This article was contributed by Ian Ward

This article is based on a talk given by Geoff Levand at the Linux Symposium in Ottawa on July 24, 2008.

The latest TOP500 Supercomputers list was released last month and the new front-runner is using a processor quite unlike what you would find in your laptop.

The Cell Broadband Architecture (simply referred to as "Cell" in this article) was produced as a joint venture between IBM, Toshiba and Sony. The Cell is available in server hardware but is most commonly found in Sony's Playstation 3 gaming console.

The Cell is interesting because of its unusual design and performance characteristics. The Cell is described as a heterogeneous multicore CPU. It has one Power Processing Element (PPE) which is a general purpose processor and up to 8 Synergistic Processing Elements (SPEs). An SPE is a high-performance vector processing unit with 256KiB of local memory and its own DMA unit. The PPE, SPEs and memory and I/O controllers are connected by a high speed bus.

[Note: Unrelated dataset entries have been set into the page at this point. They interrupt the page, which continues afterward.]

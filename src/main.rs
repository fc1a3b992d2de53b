//! clean-news binary entrypoint.
//!
//! `clean-news` (or `clean-news run`) fetches, scores, and writes the page once.
//! `clean-news serve` keeps refreshing on an interval and serves the latest page over HTTP.

use std::sync::Arc;

use anyhow::{bail, Context, Result};
use chrono::Utc;
use tracing::{error, info};

use clean_news::{
    api::AppState, config::settings, create_router, init_tracing, metrics::Metrics, pipeline,
    Pipeline, Settings,
};

#[tokio::main]
async fn main() -> Result<()> {
    // Load .env in local/dev; no-op when the file is absent.
    let _ = dotenvy::dotenv();

    init_tracing(settings::log_json_from_env());
    let settings = Settings::from_env();

    let mode = std::env::args().nth(1);
    match mode.as_deref() {
        None | Some("run") => run(&settings).await,
        Some("serve") => serve(settings).await,
        Some(other) => bail!("unknown command `{other}` (expected `run` or `serve`)"),
    }
}

async fn run(settings: &Settings) -> Result<()> {
    let pipeline = Pipeline::from_settings(settings)?;
    info!(sources = pipeline.source_count(), "starting run");

    match pipeline.run_once(Utc::now()).await? {
        Some(out) => {
            info!(
                path = %settings.output_path.display(),
                sources = out.report.ranked.len(),
                "page written"
            );
        }
        None => error!("nothing rendered"),
    }
    Ok(())
}

async fn serve(settings: Settings) -> Result<()> {
    let metrics = Metrics::install()?;
    let pipeline = Arc::new(Pipeline::from_settings(&settings)?);
    let state = AppState::new();

    let _refresh =
        pipeline::spawn_refresh_scheduler(pipeline, settings.refresh_interval, state.clone());

    let app = create_router(state).merge(metrics.router());
    let listener = tokio::net::TcpListener::bind(settings.serve_addr)
        .await
        .with_context(|| format!("bind {}", settings.serve_addr))?;
    info!(addr = %settings.serve_addr, "serving");

    axum::serve(listener, app).await.context("http server")?;
    Ok(())
}
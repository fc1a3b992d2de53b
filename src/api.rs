// src/api.rs
//! Serve mode: the last rendered page and its report over HTTP.

use std::sync::{Arc, RwLock};

use axum::{
    extract::State,
    http::StatusCode,
    response::{Html, IntoResponse, Response},
    routing::get,
    Json, Router,
};
use chrono::{DateTime, Utc};
use serde::Serialize;
use tower_http::cors::CorsLayer;

use crate::pipeline::PipelineOutput;

const NOT_READY: &str = "no report yet; first refresh still running";

/// Latest pipeline output, swapped in whole after each refresh.
#[derive(Clone, Default)]
pub struct AppState {
    latest: Arc<RwLock<Option<Arc<PipelineOutput>>>>,
}

impl AppState {
    pub fn new() -> Self {
        Self::default()
    }

    pub fn publish(&self, output: PipelineOutput) {
        let mut guard = self.latest.write().expect("rwlock poisoned");
        *guard = Some(Arc::new(output));
    }

    pub fn latest(&self) -> Option<Arc<PipelineOutput>> {
        self.latest.read().expect("rwlock poisoned").clone()
    }
}

pub fn create_router(state: AppState) -> Router {
    Router::new()
        .route("/", get(index))
        .route("/health", get(|| async { "ok" }))
        .route("/api/report", get(report))
        .layer(CorsLayer::permissive())
        .with_state(state)
}

async fn index(State(state): State<AppState>) -> Response {
    match state.latest() {
        Some(out) => Html(out.html.clone()).into_response(),
        None => (StatusCode::SERVICE_UNAVAILABLE, NOT_READY).into_response(),
    }
}

#[derive(Serialize)]
struct ReportOut<'a> {
    generated_at: DateTime<Utc>,
    #[serde(flatten)]
    report: &'a crate::analyze::ScoreReport,
}

async fn report(State(state): State<AppState>) -> Response {
    match state.latest() {
        Some(out) => Json(ReportOut {
            generated_at: out.generated_at,
            report: &out.report,
        })
        .into_response(),
        None => (StatusCode::SERVICE_UNAVAILABLE, NOT_READY).into_response(),
    }
}
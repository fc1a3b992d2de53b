// src/ingest/config.rs
use anyhow::{anyhow, Context, Result};
use serde::{Deserialize, Serialize};
use std::fs;
use std::path::{Path, PathBuf};

pub const ENV_FEEDS_PATH: &str = "CLEAN_NEWS_FEEDS_PATH";

/// Name used for feed entries that do not carry one.
pub const UNKNOWN_SOURCE: &str = "Unknown Source";

/// One configured feed.
#[derive(Debug, Clone, PartialEq, Eq, Serialize, Deserialize)]
pub struct FeedConfig {
    pub name: String,
    pub url: String,
}

#[derive(Debug, Deserialize)]
struct RawFeed {
    #[serde(default)]
    name: Option<String>,
    #[serde(default)]
    url: Option<String>,
}

/// Load feeds from an explicit path. Supports JSON (array) or TOML (`[[feeds]]`).
pub fn load_feeds_from(path: &Path) -> Result<Vec<FeedConfig>> {
    let content = fs::read_to_string(path)
        .with_context(|| format!("reading feeds from {}", path.display()))?;
    let ext = path
        .extension()
        .and_then(|s| s.to_str())
        .unwrap_or_default()
        .to_ascii_lowercase();
    parse_feeds(&content, ext.as_str())
}

/// Load feeds using env var + fallbacks:
/// 1) $CLEAN_NEWS_FEEDS_PATH
/// 2) feeds.json
/// 3) config/feeds.toml
/// 4) config/feeds.json
pub fn load_feeds_default() -> Result<Vec<FeedConfig>> {
    if let Ok(p) = std::env::var(ENV_FEEDS_PATH) {
        let pb = PathBuf::from(p);
        if pb.exists() {
            return load_feeds_from(&pb);
        } else {
            return Err(anyhow!("{ENV_FEEDS_PATH} points to non-existent path"));
        }
    }
    for candidate in ["feeds.json", "config/feeds.toml", "config/feeds.json"] {
        let p = PathBuf::from(candidate);
        if p.exists() {
            return load_feeds_from(&p);
        }
    }
    Ok(Vec::new())
}

fn parse_feeds(s: &str, hint_ext: &str) -> Result<Vec<FeedConfig>> {
    // Try TOML first if hinted or content looks like toml.
    let try_toml = hint_ext == "toml" || s.contains("[[feeds]]");
    if try_toml {
        if let Ok(v) = parse_toml(s) {
            return Ok(v);
        }
    }
    if let Ok(v) = parse_json(s) {
        return Ok(v);
    }
    if !try_toml {
        if let Ok(v) = parse_toml(s) {
            return Ok(v);
        }
    }
    Err(anyhow!("unsupported feeds format"))
}

fn parse_toml(s: &str) -> Result<Vec<FeedConfig>> {
    #[derive(Deserialize)]
    struct TomlFeeds {
        feeds: Vec<RawFeed>,
    }
    let v: TomlFeeds = toml::from_str(s)?;
    Ok(clean_feeds(v.feeds))
}

fn parse_json(s: &str) -> Result<Vec<FeedConfig>> {
    let v: Vec<RawFeed> = serde_json::from_str(s)?;
    Ok(clean_feeds(v))
}

/// Entries without a url are skipped; a missing name becomes `UNKNOWN_SOURCE`.
fn clean_feeds(items: Vec<RawFeed>) -> Vec<FeedConfig> {
    items
        .into_iter()
        .filter_map(|f| {
            let url = f.url.map(|u| u.trim().to_string()).unwrap_or_default();
            if url.is_empty() {
                return None;
            }
            let name = f
                .name
                .map(|n| n.trim().to_string())
                .filter(|n| !n.is_empty())
                .unwrap_or_else(|| UNKNOWN_SOURCE.to_string());
            Some(FeedConfig { name, url })
        })
        .collect()
}

#[cfg(test)]
mod tests {
    use super::*;

    #[test]
    fn json_and_toml_shapes() {
        let json = r#"[
            {"name": " BBC ", "url": "https://feeds.bbci.co.uk/news/rss.xml"},
            {"name": "NoUrl"},
            {"url": "https://example.test/feed"},
            {"name": "Blank", "url": "  "}
        ]"#;
        let out = parse_json(json).unwrap();
        assert_eq!(
            out,
            vec![
                FeedConfig {
                    name: "BBC".into(),
                    url: "https://feeds.bbci.co.uk/news/rss.xml".into()
                },
                FeedConfig {
                    name: UNKNOWN_SOURCE.into(),
                    url: "https://example.test/feed".into()
                },
            ]
        );

        let toml = r#"
[[feeds]]
name = "36氪"
url = "https://36kr.com/feed"
"#;
        let t = parse_toml(toml).unwrap();
        assert_eq!(t.len(), 1);
        assert_eq!(t[0].name, "36氪");
    }

    #[test]
    fn garbage_is_rejected() {
        assert!(parse_feeds("{ nope", "").is_err());
    }
}
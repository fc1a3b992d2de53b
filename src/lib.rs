// src/lib.rs
// Public library surface for the binary and integration tests.

pub mod analyze;
pub mod api;
pub mod config;
pub mod corpus;
pub mod ingest;
pub mod metrics;
pub mod pipeline;
pub mod render;

// ---- Re-exports for stable public API ----
pub use crate::analyze::{ScoreReport, Scorer, Tokenizer};
pub use crate::api::create_router;
pub use crate::config::{ScoringConfig, Settings};
pub use crate::corpus::{Corpus, Item, RankedResult};
pub use crate::pipeline::{Pipeline, PipelineOutput};

use tracing_subscriber::{fmt, prelude::*, EnvFilter};

const DEFAULT_LOG_FILTER: &str = "clean_news=info,ingest=info,scoring=info,pipeline=info,warn";

/// Initialize tracing once. `RUST_LOG` wins over the default filter.
/// `json` switches the fmt layer to JSON lines.
pub fn init_tracing(json: bool) {
    let filter =
        EnvFilter::try_from_default_env().unwrap_or_else(|_| EnvFilter::new(DEFAULT_LOG_FILTER));

    let registry = tracing_subscriber::registry().with(filter);
    let res = if json {
        registry.with(fmt::layer().json()).try_init()
    } else {
        registry.with(fmt::layer().compact()).try_init()
    };
    if let Err(e) = res {
        eprintln!("tracing already initialized: {e}");
    }
}
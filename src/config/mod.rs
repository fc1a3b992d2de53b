// src/config/mod.rs
pub mod scoring;
pub mod settings;

pub use scoring::ScoringConfig;
pub use settings::Settings;
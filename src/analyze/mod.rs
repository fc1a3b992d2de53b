// src/analyze/mod.rs
//! Scoring core: tokenizer, date normalizer, and the resonance scorer.

pub mod dates;
pub mod scoring;
pub mod tokenizer;

// Re-export convenient types.
pub use crate::analyze::dates::parse_date;
pub use crate::analyze::scoring::{ScoreReport, Scorer, TopVocabulary};
pub use crate::analyze::tokenizer::Tokenizer;
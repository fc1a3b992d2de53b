// src/ingest/providers/mod.rs
pub mod rss;

pub use rss::{build_http_client, RssFeedSource};
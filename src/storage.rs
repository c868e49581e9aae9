//! Key/value persistence standing in for browser `localStorage`.
//!
//! DESIGN
//! ======
//! [`Storage`] is string-in, string-out like the web API it replaces, so the
//! session layer above it decides encodings. [`FileStorage`] keeps every key
//! in one JSON object on disk and rewrites the file through a temp file and
//! rename, so a crash mid-write never leaves a truncated store.

#[cfg(test)]
#[path = "storage_test.rs"]
mod tests;

use std::collections::HashMap;
use std::fs;
use std::io;
use std::path::{Path, PathBuf};
use std::sync::{Mutex, PoisonError};

#[derive(Debug, thiserror::Error)]
pub enum StorageError {
    #[error("storage I/O failed: {0}")]
    Io(#[from] io::Error),
    #[error("storage encode failed: {0}")]
    Encode(#[from] serde_json::Error),
}

/// Minimal persistent key/value store.
pub trait Storage: Send + Sync {
    fn get(&self, key: &str) -> Option<String>;

    /// # Errors
    ///
    /// Returns an error if the value cannot be persisted.
    fn set(&self, key: &str, value: &str) -> Result<(), StorageError>;

    /// Removing a missing key succeeds.
    ///
    /// # Errors
    ///
    /// Returns an error if the removal cannot be persisted.
    fn remove(&self, key: &str) -> Result<(), StorageError>;
}

// =============================================================================
// MEMORY
// =============================================================================

/// Process-lifetime storage. Used by tests and by front ends that should not
/// remember sign-ins.
#[derive(Debug, Default)]
pub struct MemoryStorage {
    entries: Mutex<HashMap<String, String>>,
}

impl MemoryStorage {
    #[must_use]
    pub fn new() -> Self {
        Self::default()
    }
}

impl Storage for MemoryStorage {
    fn get(&self, key: &str) -> Option<String> {
        self.entries.lock().unwrap_or_else(PoisonError::into_inner).get(key).cloned()
    }

    fn set(&self, key: &str, value: &str) -> Result<(), StorageError> {
        self.entries
            .lock()
            .unwrap_or_else(PoisonError::into_inner)
            .insert(key.to_owned(), value.to_owned());
        Ok(())
    }

    fn remove(&self, key: &str) -> Result<(), StorageError> {
        self.entries.lock().unwrap_or_else(PoisonError::into_inner).remove(key);
        Ok(())
    }
}

// =============================================================================
// FILE
// =============================================================================

/// JSON-object file on disk. A missing file reads as empty.
#[derive(Debug)]
pub struct FileStorage {
    path: PathBuf,
    lock: Mutex<()>,
}

impl FileStorage {
    #[must_use]
    pub fn new(path: impl Into<PathBuf>) -> Self {
        Self { path: path.into(), lock: Mutex::new(()) }
    }

    #[must_use]
    pub fn path(&self) -> &Path {
        &self.path
    }

    fn load(&self) -> HashMap<String, String> {
        let raw = match fs::read_to_string(&self.path) {
            Ok(raw) => raw,
            Err(e) if e.kind() == io::ErrorKind::NotFound => return HashMap::new(),
            Err(e) => {
                tracing::warn!(path = %self.path.display(), error = %e, "storage file unreadable; treating as empty");
                return HashMap::new();
            }
        };
        serde_json::from_str(&raw).unwrap_or_else(|e| {
            tracing::warn!(path = %self.path.display(), error = %e, "storage file is not a JSON object; treating as empty");
            HashMap::new()
        })
    }

    fn save(&self, entries: &HashMap<String, String>) -> Result<(), StorageError> {
        if let Some(parent) = self.path.parent().filter(|p| !p.as_os_str().is_empty()) {
            fs::create_dir_all(parent)?;
        }
        let rendered = serde_json::to_string_pretty(entries)?;
        let tmp = self.path.with_extension("tmp");
        fs::write(&tmp, rendered)?;
        fs::rename(&tmp, &self.path)?;
        Ok(())
    }

    fn update(&self, apply: impl FnOnce(&mut HashMap<String, String>)) -> Result<(), StorageError> {
        let _guard = self.lock.lock().unwrap_or_else(PoisonError::into_inner);
        let mut entries = self.load();
        apply(&mut entries);
        self.save(&entries)
    }
}

impl Storage for FileStorage {
    fn get(&self, key: &str) -> Option<String> {
        let _guard = self.lock.lock().unwrap_or_else(PoisonError::into_inner);
        self.load().remove(key)
    }

    fn set(&self, key: &str, value: &str) -> Result<(), StorageError> {
        self.update(|entries| {
            entries.insert(key.to_owned(), value.to_owned());
        })
    }

    fn remove(&self, key: &str) -> Result<(), StorageError> {
        self.update(|entries| {
            entries.remove(key);
        })
    }
}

The PPE is quite slow compared to modern processors so the SPEs must be used to achieve good performance. This means writing software that takes the Cell's design into consideration because there is no simple way to optimize existing applications. Once an application has been designed to use the Cell's SPEs effectively it may run many times faster than when run on a traditional CPU.

GCC with the Cell SDK can emit code for both the PPE and SPEs, including passing messages and managing overlays when the SPE code size exceeds 256KiB. The Linux kernel can also manage multitasking the SPEs with its scheduler. These conveniences make it easier to write code for the Cell processor, but they can have a significant impact on performance. Preemptive multitasking on an SPE involves swapping all the local memory of the current process with the local memory of the process to be run. This requires time and bus bandwidth for the processor. Ideally you would always have at least as many SPEs as processes you need to run so that your process would never be swapped out.

The Multicore Application Runtime System (MARS) framework is a prototype of a cooperative multitasking system for the Cell that tries to address the performance overhead of running many processes on the Cell's available SPEs. MARS uses a library on the PPE and a very small kernel on the SPEs.

MARS currently has a priority-based cooperative scheduler. This scheduler lets you specify how much context you need to save when your process is swapped out. In the "run complete" case no context needs to be saved allowing the next process to run much more quickly.

Synchronizing of processes is commonly required between the Cell's SPEs and PPE. The only way to synchronize with the existing Cell SDK is to cause your SPE to busy-wait on a semaphore, but the MARS scheduler gives you the option of swapping out a process and doing other work instead.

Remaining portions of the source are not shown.